El, sin embargo, frunció el ceño al oírla.
– ¿Estáis segura de que Royce ya había decidido casarse con ella?
Caroline se encogió de hombros.
– ¿Quién puede decirlo? Lo decidiera cuando lo decidiera, ella es la elegida para el casamiento.
También suspicaz, Gordon afirmó:
– No puedo creer que Royce se haya dejado atrapar de esa manera -Luego, dándose cuenta de lo que había dicho, enrojeció: -No quiero decir que Minerva no pueda ser una duquesa más que aceptable…
Sonrió, dándole las gracias a Susannah. Por fuera, permaneció tranquilo, para luego volver a la mesa y saborear su victoria.
Las noticias viajarían a Londres tan rápido como el cartero pudiera llevarlas. Tan sólo necesitaba levantar un dedo.
Así que ahora, Royce se iba a casar con su ama de llaves, o se veía forzado a casarse con ella, mejor dicho, y aquello no le gustaba. Y aún peor serían los rumores, los susurros tras las sonrisas sarcásticas, las risas del disimulo, las insanas especulaciones en contra de la duquesa.
Inevitables en la alta sociedad.
Y a Royce, todo aquello tampoco le gustaría en absoluto.
Sonriendo, se inclinó sobre la mesa y golpeó una de las bolas, metiéndola limpiamente en la tronera. Luego se alzó de nuevo, y lentamente, dio un rodeo a la mesa, sopesando las posibilidades.
En la sala matinal de la duquesa, Letitia miraba cómo Minerva iba de un lado a otro.
– Entiendo que fuera la última cosa que quisieras que hubiera pasado, pero créeme, en esas circunstancias, no había nada que pudieras haber hecho.
– Lo sé.
Habló en un tono cortante, luego giró sobre sus talones.
– Estaba allí, y fue horrible.
– Toma -Penny le pasó un vaso con al menos tres dedos de brandy. -Charles asegura que esto suele ayudar -dijo tomando un sorbo del vaso, -y creo que tiene razón.
Minerva cogió el vaso, tomando un largo trago, sintiendo cómo aquel líquido abrasador atravesaba su garganta, pero luego, el calor se extendió por su cuerpo, derritiendo algún témpano de su helada furia.
– ¡Me siento tan inútil! ¡Ni siquiera puedo pensar!
– Viniendo de una Vaux, aquella escena hubiera sobrepasado todas mis capacidades histriónicas.
Letitia también estaba tomándose un brandy a pequeños sorbos. Sacudiendo la cabeza, continuó:
– No había nada que pudieras haber hecho para que no ocurriera lo que ocurrió.

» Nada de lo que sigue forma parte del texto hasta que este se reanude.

use tracing::debug;

use lgbm_engine::{CscMatrix, CsrMatrix, DenseMatrix, FieldData, FieldSlice, RawHandle};

use crate::bridge::{c_string, Bridge, DatasetEntry};
use crate::error::{BridgeError, BridgeResult};
use crate::handles::{DatasetHandle, Field};

impl Bridge {
    /// Load a dataset from a text or binary file.
    ///
    /// With a `reference`, bin boundaries are taken from that dataset (the
    /// usual setup for validation data).
    pub fn dataset_from_file(
        &self,
        path: &str,
        params: &str,
        reference: Option<DatasetHandle>,
    ) -> BridgeResult<DatasetHandle> {
        debug!(path, params, ?reference, "dataset_from_file");
        let filename = c_string("path", path)?;
        let parameters = self.dataset_params(params)?;
        let reference = self.reference_raw(reference)?;
        let raw = self
            .engine
            .dataset_create_from_file(&filename, &parameters, reference)?;
        self.register_dataset(raw)
    }

    pub fn dataset_from_mat(
        &self,
        matrix: &DenseMatrix<'_>,
        params: &str,
        reference: Option<DatasetHandle>,
    ) -> BridgeResult<DatasetHandle> {
        debug!(
            nrow = matrix.nrow(),
            ncol = matrix.ncol(),
            dtype = %matrix.data().dtype(),
            "dataset_from_mat"
        );
        let parameters = self.dataset_params(params)?;
        let reference = self.reference_raw(reference)?;
        let raw = self
            .engine
            .dataset_create_from_mat(matrix, &parameters, reference)?;
        self.register_dataset(raw)
    }

    pub fn dataset_from_csr(
        &self,
        matrix: &CsrMatrix<'_>,
        params: &str,
        reference: Option<DatasetHandle>,
    ) -> BridgeResult<DatasetHandle> {
        debug!(
            rows = matrix.rows(),
            nelem = matrix.nelem(),
            num_col = matrix.num_col(),
            "dataset_from_csr"
        );
        let parameters = self.dataset_params(params)?;
        let reference = self.reference_raw(reference)?;
        let raw = self
            .engine
            .dataset_create_from_csr(matrix, &parameters, reference)?;
        self.register_dataset(raw)
    }

    pub fn dataset_from_csc(
        &self,
        matrix: &CscMatrix<'_>,
        params: &str,
        reference: Option<DatasetHandle>,
    ) -> BridgeResult<DatasetHandle> {
        debug!(
            cols = matrix.cols(),
            nelem = matrix.nelem(),
            num_row = matrix.num_row(),
            "dataset_from_csc"
        );
        let parameters = self.dataset_params(params)?;
        let reference = self.reference_raw(reference)?;
        let raw = self
            .engine
            .dataset_create_from_csc(matrix, &parameters, reference)?;
        self.register_dataset(raw)
    }

    /// New dataset holding the given rows of `handle`.
    pub fn dataset_subset(
        &self,
        handle: DatasetHandle,
        used_row_indices: &[i32],
        params: &str,
    ) -> BridgeResult<DatasetHandle> {
        debug!(%handle, rows = used_row_indices.len(), "dataset_subset");
        let source = self.dataset_raw(handle)?;
        let parameters = self.dataset_params(params)?;
        let raw = self
            .engine
            .dataset_get_subset(source, used_row_indices, &parameters)?;
        self.register_dataset(raw)
    }

    pub fn dataset_save_binary(&self, handle: DatasetHandle, path: &str) -> BridgeResult<()> {
        debug!(%handle, path, "dataset_save_binary");
        let raw = self.dataset_raw(handle)?;
        let filename = c_string("path", path)?;
        Ok(self.engine.dataset_save_binary(raw, &filename)?)
    }

    /// Set a metadata field. The element type must match [`Field::dtype`].
    pub fn dataset_set_field(
        &self,
        handle: DatasetHandle,
        field: Field,
        data: FieldSlice<'_>,
    ) -> BridgeResult<()> {
        debug!(%handle, %field, len = data.len(), dtype = %data.dtype(), "dataset_set_field");
        if data.dtype() != field.dtype() {
            return Err(BridgeError::FieldType {
                field,
                expected: field.dtype(),
                actual: data.dtype(),
            });
        }
        let raw = self.dataset_raw(handle)?;
        Ok(self.engine.dataset_set_field(raw, field.c_name(), data)?)
    }

    /// Copy a metadata field out of the dataset.
    pub fn dataset_get_field(&self, handle: DatasetHandle, field: Field) -> BridgeResult<FieldData> {
        debug!(%handle, %field, "dataset_get_field");
        let raw = self.dataset_raw(handle)?;
        Ok(self.engine.dataset_get_field(raw, field.c_name())?)
    }

    pub fn dataset_num_data(&self, handle: DatasetHandle) -> BridgeResult<i64> {
        let raw = self.dataset_raw(handle)?;
        Ok(self.engine.dataset_num_data(raw)?)
    }

    pub fn dataset_num_feature(&self, handle: DatasetHandle) -> BridgeResult<i64> {
        let raw = self.dataset_raw(handle)?;
        Ok(self.engine.dataset_num_feature(raw)?)
    }

    /// Free a dataset. Fails while any live booster still uses it.
    pub fn dataset_free(&self, handle: DatasetHandle) -> BridgeResult<()> {
        debug!(%handle, "dataset_free");
        let attached = self.datasets.with(handle.0, |d| d.attached)?;
        if attached > 0 {
            return Err(BridgeError::DatasetInUse {
                dataset: handle,
                boosters: attached,
            });
        }
        let entry = self.datasets.remove(handle.0)?;
        Ok(self.engine.dataset_free(entry.raw)?)
    }

    fn reference_raw(&self, reference: Option<DatasetHandle>) -> BridgeResult<Option<RawHandle>> {
        reference.map(|r| self.dataset_raw(r)).transpose()
    }

    fn register_dataset(&self, raw: RawHandle) -> BridgeResult<DatasetHandle> {
        let num_data = match self.engine.dataset_num_data(raw) {
            Ok(n) => n,
            Err(e) => {
                let _ = self.engine.dataset_free(raw);
                return Err(e.into());
            }
        };
        let handle = DatasetHandle(self.datasets.insert(DatasetEntry {
            raw,
            num_data,
            attached: 0,
        }));
        debug!(%handle, num_data, "dataset registered");
        Ok(handle)
    }

    pub(crate) fn dataset_rows(&self, handle: DatasetHandle) -> BridgeResult<i64> {
        Ok(self.datasets.with(handle.0, |d| d.num_data)?)
    }
}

Estando más alterada de lo que nunca hubiera estado nunca, Minerva ni recordaba haber dejado las almenas. Con una voz de la que se hubieran podido ver caer carámbanos de hielo, Royce había hecho saber a las allí congregadas, sin ninguna sutileza, que aquellas almenas, y el torreón entero, eran una zona privada. Inmediatamente, todos se apresuraron a dejar el lugar bajando las escaleras con bastante celeridad. Una vez se fueron, se dio la vuelta, y, tomándola de la mano, la llevó abajo, trayéndola hasta allí.
Ahora ella estaba temblando… de rabia.
Estaba incandescente de furia, pero, como era normal, poco se veía en el exterior. Él la besó ligeramente, apretando su mano.
– Espera aquí-le dijo, para luego marcharse.
Minutos después, Letitia llegó, muy preocupada, dispuesta a darle consuelo y ayudarla. Había sido una persona que la escuchaba cuando Minerva tenía que desahogarse, negándose en redondo a no oír todo lo que ella tenía que contarle, sobre todo, aquel momento supremo cuando ella aceptó a Royce, rindiéndose a su amor.
Penny se había unido a ella hacía tan solo unos minutos, portando una bandeja con una botella de brandy y cuatro vasos. Había escuchado durante un rato, pero ahora había dejado la bandeja en la mesa, y apuró uno de los vasos.
La puerta se abrió, y Clarice entró. Penny le pasó un cuarto vaso. Clarice se lo agradeció asintiéndole con la cabeza, y mientras lo tomaba a sorbos, se sentó en el sofá que estaba frente a Letitia. Ella las miró a los ojos.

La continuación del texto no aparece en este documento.